*Assignment*. Reproduce this listing from its first line through the line with "it reproduces the", inclusive, leaving out all that follows.

*Supplied entries*.

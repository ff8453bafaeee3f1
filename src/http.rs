//! Reference HTTP probe.
//!
//! Issues one blocking GET per item against a URL template and reports the
//! status and headers. Paired with [`HeaderPresent`] it reproduces the
//! classic "does the server set this header for this item" check.

use crate::config::HttpConfig;
use crate::error::ProbeError;
use crate::probe::{CallSettings, Probe, SuccessPredicate};
use crate::types::{ProbeResponse, WorkItem};
use reqwest::blocking::Client;
use reqwest::header::{HeaderMap, HeaderName, HeaderValue};
use std::collections::BTreeMap;
use std::sync::OnceLock;

/// Blocking HTTP worker function
///
/// The underlying client is built lazily on the first call, which always
/// happens on an execution slot. Building or driving a blocking client from
/// inside the async runtime is not allowed.
pub struct HttpProbe {
    config: HttpConfig,
    client: OnceLock<Client>,
}

impl HttpProbe {
    /// Create a probe for the given HTTP settings
    pub fn new(config: HttpConfig) -> Self {
        Self {
            config,
            client: OnceLock::new(),
        }
    }

    /// URL requested for `item`
    pub fn url_for(&self, item: &WorkItem) -> String {
        self.config.url_for(item.as_str())
    }

    fn client(&self, settings: &CallSettings) -> Result<&Client, ProbeError> {
        if let Some(client) = self.client.get() {
            return Ok(client);
        }
        let built = build_client(&self.config, settings)?;
        Ok(self.client.get_or_init(|| built))
    }
}

impl Probe for HttpProbe {
    fn execute(
        &self,
        item: &WorkItem,
        settings: &CallSettings,
    ) -> Result<ProbeResponse, ProbeError> {
        let url = self.url_for(item);
        let response = self
            .client(settings)?
            .get(&url)
            .timeout(settings.timeout)
            .send()
            .map_err(ProbeError::from_request)?;

        Ok(ProbeResponse {
            status: response.status().as_u16(),
            headers: collect_headers(response.headers()),
        })
    }
}

/// Success when the response has the expected status and carries a header
///
/// Header names are compared case-insensitively.
#[derive(Clone, Debug)]
pub struct HeaderPresent {
    header: String,
    status: u16,
}

impl HeaderPresent {
    /// Require `header` on a 200 response
    pub fn new(header: impl Into<String>) -> Self {
        Self {
            header: header.into(),
            status: 200,
        }
    }

    /// Require a different status code
    pub fn with_status(mut self, status: u16) -> Self {
        self.status = status;
        self
    }
}

impl SuccessPredicate for HeaderPresent {
    fn is_success(&self, response: &ProbeResponse) -> bool {
        response.status == self.status && response.header(&self.header).is_some()
    }
}

fn build_client(config: &HttpConfig, settings: &CallSettings) -> Result<Client, ProbeError> {
    let mut builder = Client::builder()
        .default_headers(default_headers(&config.headers))
        .timeout(settings.timeout)
        .danger_accept_invalid_certs(config.accept_invalid_certs);

    builder = if config.follow_redirects {
        builder.redirect(reqwest::redirect::Policy::default())
    } else {
        builder.redirect(reqwest::redirect::Policy::none())
    };

    if let Some(proxy) = &settings.proxy {
        builder = builder.proxy(reqwest::Proxy::all(proxy)?);
    }

    Ok(builder.build()?)
}

fn default_headers(headers: &BTreeMap<String, String>) -> HeaderMap {
    let mut map = HeaderMap::with_capacity(headers.len());
    for (name, value) in headers {
        match (
            HeaderName::from_bytes(name.as_bytes()),
            HeaderValue::from_str(value),
        ) {
            (Ok(name), Ok(value)) => {
                map.insert(name, value);
            }
            _ => tracing::warn!(header = %name, "skipping invalid request header"),
        }
    }
    map
}

fn collect_headers(headers: &HeaderMap) -> BTreeMap<String, String> {
    let mut collected: BTreeMap<String, String> = BTreeMap::new();
    for (name, value) in headers {
        let value = String::from_utf8_lossy(value.as_bytes()).into_owned();
        collected
            .entry(name.as_str().to_string())
            .and_modify(|existing| {
                existing.push_str(", ");
                existing.push_str(&value);
            })
            .or_insert(value);
    }
    collected
}

#[allow(clippy::unwrap_used, clippy::expect_used)]
#[cfg(test)]
mod tests {
    use super::*;
    use std::sync::Arc;
    use std::time::Duration;
    use wiremock::matchers::{header, method, path, query_param};
    use wiremock::{Mock, MockServer, ResponseTemplate};

    fn settings() -> CallSettings {
        CallSettings {
            timeout: Duration::from_secs(5),
            proxy: None,
        }
    }

    fn probe_for(server: &MockServer) -> Arc<HttpProbe> {
        Arc::new(HttpProbe::new(HttpConfig {
            url_template: format!("{}/check?item={{ITEM}}", server.uri()),
            ..Default::default()
        }))
    }

    async fn execute(
        probe: &Arc<HttpProbe>,
        item: &str,
        settings: CallSettings,
    ) -> Result<ProbeResponse, ProbeError> {
        let probe = probe.clone();
        let item = WorkItem::from(item);
        tokio::task::spawn_blocking(move || probe.execute(&item, &settings))
            .await
            .unwrap()
    }

    #[tokio::test]
    async fn reports_status_and_lowercased_headers() {
        let server = MockServer::start().await;
        Mock::given(method("GET"))
            .and(path("/check"))
            .and(query_param("item", "b"))
            .respond_with(ResponseTemplate::new(200).insert_header("Target_Header", "present"))
            .mount(&server)
            .await;

        let probe = probe_for(&server);
        let response = execute(&probe, "b", settings()).await.unwrap();

        assert_eq!(response.status, 200);
        assert_eq!(response.header("target_header"), Some("present"));
        assert!(HeaderPresent::new("TARGET_HEADER").is_success(&response));
    }

    #[tokio::test]
    async fn sends_configured_headers() {
        let server = MockServer::start().await;
        Mock::given(method("GET"))
            .and(header("DNT", "1"))
            .respond_with(ResponseTemplate::new(204))
            .expect(1)
            .mount(&server)
            .await;

        let probe = probe_for(&server);
        let response = execute(&probe, "x", settings()).await.unwrap();
        assert_eq!(response.status, 204);
    }

    #[tokio::test]
    async fn redirects_are_not_followed() {
        let server = MockServer::start().await;
        Mock::given(method("GET"))
            .respond_with(ResponseTemplate::new(302).insert_header("Location", "/elsewhere"))
            .mount(&server)
            .await;

        let probe = probe_for(&server);
        let response = execute(&probe, "r", settings()).await.unwrap();
        assert_eq!(response.status, 302);
        assert!(!HeaderPresent::new("location").is_success(&response));
        assert!(
            HeaderPresent::new("location")
                .with_status(302)
                .is_success(&response)
        );
    }

    #[tokio::test]
    async fn slow_server_times_out_as_local_failure() {
        let server = MockServer::start().await;
        Mock::given(method("GET"))
            .respond_with(ResponseTemplate::new(200).set_delay(Duration::from_secs(2)))
            .mount(&server)
            .await;

        let probe = probe_for(&server);
        let short = CallSettings {
            timeout: Duration::from_millis(100),
            proxy: None,
        };
        let result = execute(&probe, "slow", short).await;
        assert!(matches!(result, Err(ProbeError::Timeout)));
    }

    #[tokio::test]
    async fn connection_refused_is_a_request_error() {
        let probe = Arc::new(HttpProbe::new(HttpConfig {
            url_template: "http://127.0.0.1:9/?item={ITEM}".to_string(),
            ..Default::default()
        }));
        let result = execute(&probe, "x", settings()).await;
        assert!(matches!(result, Err(ProbeError::Request(_))));
    }

    #[test]
    fn header_present_requires_status() {
        let response = ProbeResponse::new(500).with_header("target_header", "1");
        assert!(!HeaderPresent::new("target_header").is_success(&response));
    }

    #[test]
    fn invalid_request_headers_are_skipped() {
        let mut headers = BTreeMap::new();
        headers.insert("Good".to_string(), "yes".to_string());
        headers.insert("Bad Name".to_string(), "x".to_string());
        let map = default_headers(&headers);
        assert_eq!(map.len(), 1);
        assert_eq!(map.get("good").unwrap(), "yes");
    }

    #[test]
    fn repeated_response_headers_are_joined() {
        let mut map = HeaderMap::new();
        map.append("set-cookie", HeaderValue::from_static("a=1"));
        map.append("set-cookie", HeaderValue::from_static("b=2"));
        let collected = collect_headers(&map);
        assert_eq!(collected.get("set-cookie").unwrap(), "a=1, b=2");
    }
}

*Answer area*.
repository ff8453bafaeee3f1
filename src/http.rs
//! Reference HTTP probe.
//!
//! Issues one blocking GET per item against a URL template and reports the
//! status and headers. Paired with [`HeaderPresent`] it reproduces the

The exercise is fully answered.